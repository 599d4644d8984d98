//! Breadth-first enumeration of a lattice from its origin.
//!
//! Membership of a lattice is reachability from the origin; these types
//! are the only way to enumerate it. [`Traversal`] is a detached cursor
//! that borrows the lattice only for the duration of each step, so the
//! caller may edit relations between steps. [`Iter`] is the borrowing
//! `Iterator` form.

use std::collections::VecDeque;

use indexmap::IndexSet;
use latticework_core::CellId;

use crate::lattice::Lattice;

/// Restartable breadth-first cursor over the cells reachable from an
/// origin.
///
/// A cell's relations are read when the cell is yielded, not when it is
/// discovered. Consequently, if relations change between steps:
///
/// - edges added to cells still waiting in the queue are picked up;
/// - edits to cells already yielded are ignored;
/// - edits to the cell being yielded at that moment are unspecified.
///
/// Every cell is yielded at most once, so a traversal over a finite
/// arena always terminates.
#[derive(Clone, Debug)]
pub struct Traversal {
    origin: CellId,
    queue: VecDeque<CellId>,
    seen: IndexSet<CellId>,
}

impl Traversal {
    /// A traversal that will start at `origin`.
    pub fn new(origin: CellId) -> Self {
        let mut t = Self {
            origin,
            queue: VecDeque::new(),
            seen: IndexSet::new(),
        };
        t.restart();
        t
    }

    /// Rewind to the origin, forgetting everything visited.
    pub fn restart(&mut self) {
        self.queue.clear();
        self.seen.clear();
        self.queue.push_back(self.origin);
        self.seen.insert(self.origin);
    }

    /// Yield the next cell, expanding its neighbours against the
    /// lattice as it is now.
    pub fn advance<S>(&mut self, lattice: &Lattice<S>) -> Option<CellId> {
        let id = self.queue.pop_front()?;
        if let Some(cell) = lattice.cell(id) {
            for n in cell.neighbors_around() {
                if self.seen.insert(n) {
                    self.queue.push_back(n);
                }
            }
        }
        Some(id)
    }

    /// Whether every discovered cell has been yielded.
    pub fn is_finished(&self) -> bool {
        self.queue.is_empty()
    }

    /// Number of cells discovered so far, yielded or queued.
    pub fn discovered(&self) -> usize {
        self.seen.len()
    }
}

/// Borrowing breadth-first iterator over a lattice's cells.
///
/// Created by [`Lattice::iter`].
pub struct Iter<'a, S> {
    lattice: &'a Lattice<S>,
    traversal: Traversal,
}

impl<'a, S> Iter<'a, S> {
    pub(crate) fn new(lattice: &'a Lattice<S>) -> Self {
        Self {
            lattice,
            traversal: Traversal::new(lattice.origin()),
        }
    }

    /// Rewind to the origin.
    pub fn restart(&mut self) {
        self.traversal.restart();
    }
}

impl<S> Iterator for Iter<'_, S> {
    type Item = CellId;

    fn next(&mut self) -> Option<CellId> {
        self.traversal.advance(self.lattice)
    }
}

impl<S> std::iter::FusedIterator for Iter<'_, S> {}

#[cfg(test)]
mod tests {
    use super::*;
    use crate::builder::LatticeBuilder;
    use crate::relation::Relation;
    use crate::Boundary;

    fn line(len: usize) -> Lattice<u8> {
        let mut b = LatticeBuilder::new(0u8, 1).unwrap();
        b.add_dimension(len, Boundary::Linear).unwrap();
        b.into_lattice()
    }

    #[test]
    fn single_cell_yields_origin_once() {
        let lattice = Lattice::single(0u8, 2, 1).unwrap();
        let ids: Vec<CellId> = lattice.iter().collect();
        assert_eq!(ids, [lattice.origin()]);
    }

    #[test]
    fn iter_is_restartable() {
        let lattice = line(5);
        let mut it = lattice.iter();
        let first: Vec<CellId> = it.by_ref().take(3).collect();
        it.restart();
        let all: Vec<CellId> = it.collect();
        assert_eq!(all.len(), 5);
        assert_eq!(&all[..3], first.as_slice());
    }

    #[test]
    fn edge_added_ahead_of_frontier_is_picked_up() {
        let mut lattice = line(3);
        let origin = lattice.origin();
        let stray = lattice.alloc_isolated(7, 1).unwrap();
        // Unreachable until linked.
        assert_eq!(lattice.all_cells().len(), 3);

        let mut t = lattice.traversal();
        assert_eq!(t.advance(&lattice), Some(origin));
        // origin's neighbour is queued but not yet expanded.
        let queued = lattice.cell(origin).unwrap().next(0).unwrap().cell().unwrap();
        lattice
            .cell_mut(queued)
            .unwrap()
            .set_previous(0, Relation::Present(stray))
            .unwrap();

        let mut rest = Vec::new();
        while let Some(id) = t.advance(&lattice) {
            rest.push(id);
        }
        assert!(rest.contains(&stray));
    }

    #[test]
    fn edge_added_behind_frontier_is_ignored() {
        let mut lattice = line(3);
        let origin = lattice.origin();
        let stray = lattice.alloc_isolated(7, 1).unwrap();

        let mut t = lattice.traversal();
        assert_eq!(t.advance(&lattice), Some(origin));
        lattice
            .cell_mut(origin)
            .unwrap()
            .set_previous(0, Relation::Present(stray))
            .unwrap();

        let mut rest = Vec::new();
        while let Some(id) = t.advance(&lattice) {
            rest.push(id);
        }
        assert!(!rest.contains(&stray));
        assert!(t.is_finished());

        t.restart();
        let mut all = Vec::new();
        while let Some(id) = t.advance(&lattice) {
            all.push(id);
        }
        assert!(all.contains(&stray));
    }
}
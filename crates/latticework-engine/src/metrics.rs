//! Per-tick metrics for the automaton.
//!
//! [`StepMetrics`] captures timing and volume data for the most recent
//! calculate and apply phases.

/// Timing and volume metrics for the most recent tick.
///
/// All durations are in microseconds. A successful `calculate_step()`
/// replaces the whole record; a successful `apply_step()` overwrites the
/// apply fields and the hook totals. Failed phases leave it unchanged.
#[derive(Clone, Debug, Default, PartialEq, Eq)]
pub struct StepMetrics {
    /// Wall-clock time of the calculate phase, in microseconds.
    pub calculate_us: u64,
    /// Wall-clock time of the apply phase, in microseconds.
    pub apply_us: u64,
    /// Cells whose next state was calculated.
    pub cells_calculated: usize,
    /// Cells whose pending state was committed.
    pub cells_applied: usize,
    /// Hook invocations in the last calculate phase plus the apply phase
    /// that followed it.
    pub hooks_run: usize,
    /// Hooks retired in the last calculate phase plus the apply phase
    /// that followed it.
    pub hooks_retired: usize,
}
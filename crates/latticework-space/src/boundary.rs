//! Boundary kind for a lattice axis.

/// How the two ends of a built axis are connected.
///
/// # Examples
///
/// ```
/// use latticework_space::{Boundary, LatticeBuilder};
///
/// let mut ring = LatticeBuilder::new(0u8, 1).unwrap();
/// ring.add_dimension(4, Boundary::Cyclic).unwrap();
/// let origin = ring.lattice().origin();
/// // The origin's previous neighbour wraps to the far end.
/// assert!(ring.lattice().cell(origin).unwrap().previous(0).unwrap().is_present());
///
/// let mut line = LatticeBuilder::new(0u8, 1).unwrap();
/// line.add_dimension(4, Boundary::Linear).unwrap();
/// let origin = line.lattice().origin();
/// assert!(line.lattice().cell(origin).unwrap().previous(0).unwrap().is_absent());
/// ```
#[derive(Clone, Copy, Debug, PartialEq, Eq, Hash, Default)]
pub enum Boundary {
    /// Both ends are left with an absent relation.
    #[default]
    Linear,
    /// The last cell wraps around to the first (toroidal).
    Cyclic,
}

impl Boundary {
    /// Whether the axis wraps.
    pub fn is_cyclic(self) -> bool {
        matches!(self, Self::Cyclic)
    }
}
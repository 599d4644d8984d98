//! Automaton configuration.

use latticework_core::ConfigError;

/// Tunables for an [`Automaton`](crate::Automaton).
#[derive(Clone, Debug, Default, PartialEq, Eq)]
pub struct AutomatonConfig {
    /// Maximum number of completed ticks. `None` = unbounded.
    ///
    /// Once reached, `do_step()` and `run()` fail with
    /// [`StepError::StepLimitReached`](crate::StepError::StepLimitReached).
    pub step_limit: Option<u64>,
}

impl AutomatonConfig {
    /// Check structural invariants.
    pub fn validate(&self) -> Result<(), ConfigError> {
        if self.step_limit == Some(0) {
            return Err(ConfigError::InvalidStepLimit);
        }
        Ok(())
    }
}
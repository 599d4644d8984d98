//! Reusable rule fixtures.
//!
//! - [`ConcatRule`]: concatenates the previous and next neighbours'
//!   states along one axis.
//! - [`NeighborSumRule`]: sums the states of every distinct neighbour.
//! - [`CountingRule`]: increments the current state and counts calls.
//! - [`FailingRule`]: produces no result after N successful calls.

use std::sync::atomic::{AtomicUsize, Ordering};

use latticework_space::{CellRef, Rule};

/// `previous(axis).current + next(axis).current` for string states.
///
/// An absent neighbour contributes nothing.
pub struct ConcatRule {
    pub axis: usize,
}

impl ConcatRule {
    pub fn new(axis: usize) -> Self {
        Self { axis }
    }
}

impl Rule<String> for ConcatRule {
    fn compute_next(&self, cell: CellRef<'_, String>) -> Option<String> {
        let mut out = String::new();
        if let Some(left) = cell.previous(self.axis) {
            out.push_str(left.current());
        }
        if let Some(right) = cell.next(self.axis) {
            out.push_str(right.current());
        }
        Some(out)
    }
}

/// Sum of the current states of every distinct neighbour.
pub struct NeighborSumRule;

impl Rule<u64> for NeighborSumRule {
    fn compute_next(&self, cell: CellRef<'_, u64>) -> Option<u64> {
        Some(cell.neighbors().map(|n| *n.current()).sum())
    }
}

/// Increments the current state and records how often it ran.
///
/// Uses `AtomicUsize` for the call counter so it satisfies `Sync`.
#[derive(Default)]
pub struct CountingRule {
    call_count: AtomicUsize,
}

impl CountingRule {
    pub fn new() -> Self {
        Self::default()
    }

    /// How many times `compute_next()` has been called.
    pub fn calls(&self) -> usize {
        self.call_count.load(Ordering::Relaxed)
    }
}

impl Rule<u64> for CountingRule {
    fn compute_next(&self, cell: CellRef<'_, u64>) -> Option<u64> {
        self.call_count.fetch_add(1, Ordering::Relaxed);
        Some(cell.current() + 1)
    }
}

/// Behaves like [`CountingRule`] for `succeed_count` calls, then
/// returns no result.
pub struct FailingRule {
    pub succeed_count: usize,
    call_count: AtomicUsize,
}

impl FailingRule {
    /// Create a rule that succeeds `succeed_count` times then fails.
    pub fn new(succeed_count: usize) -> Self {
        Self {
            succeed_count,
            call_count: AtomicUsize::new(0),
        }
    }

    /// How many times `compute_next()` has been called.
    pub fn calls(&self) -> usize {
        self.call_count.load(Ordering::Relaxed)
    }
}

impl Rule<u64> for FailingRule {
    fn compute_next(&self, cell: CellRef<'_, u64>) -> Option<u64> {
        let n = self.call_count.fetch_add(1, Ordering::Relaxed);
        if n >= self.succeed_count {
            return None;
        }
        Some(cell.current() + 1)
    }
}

TASK REQUIREMENTS
Once you have located every line with the word "VecDeque" in the material above, list those lines.

SOLUTION FOR THIS EXERCISE
use std::collections::VecDeque;
    queue: VecDeque<CellId>,
            queue: VecDeque::new(),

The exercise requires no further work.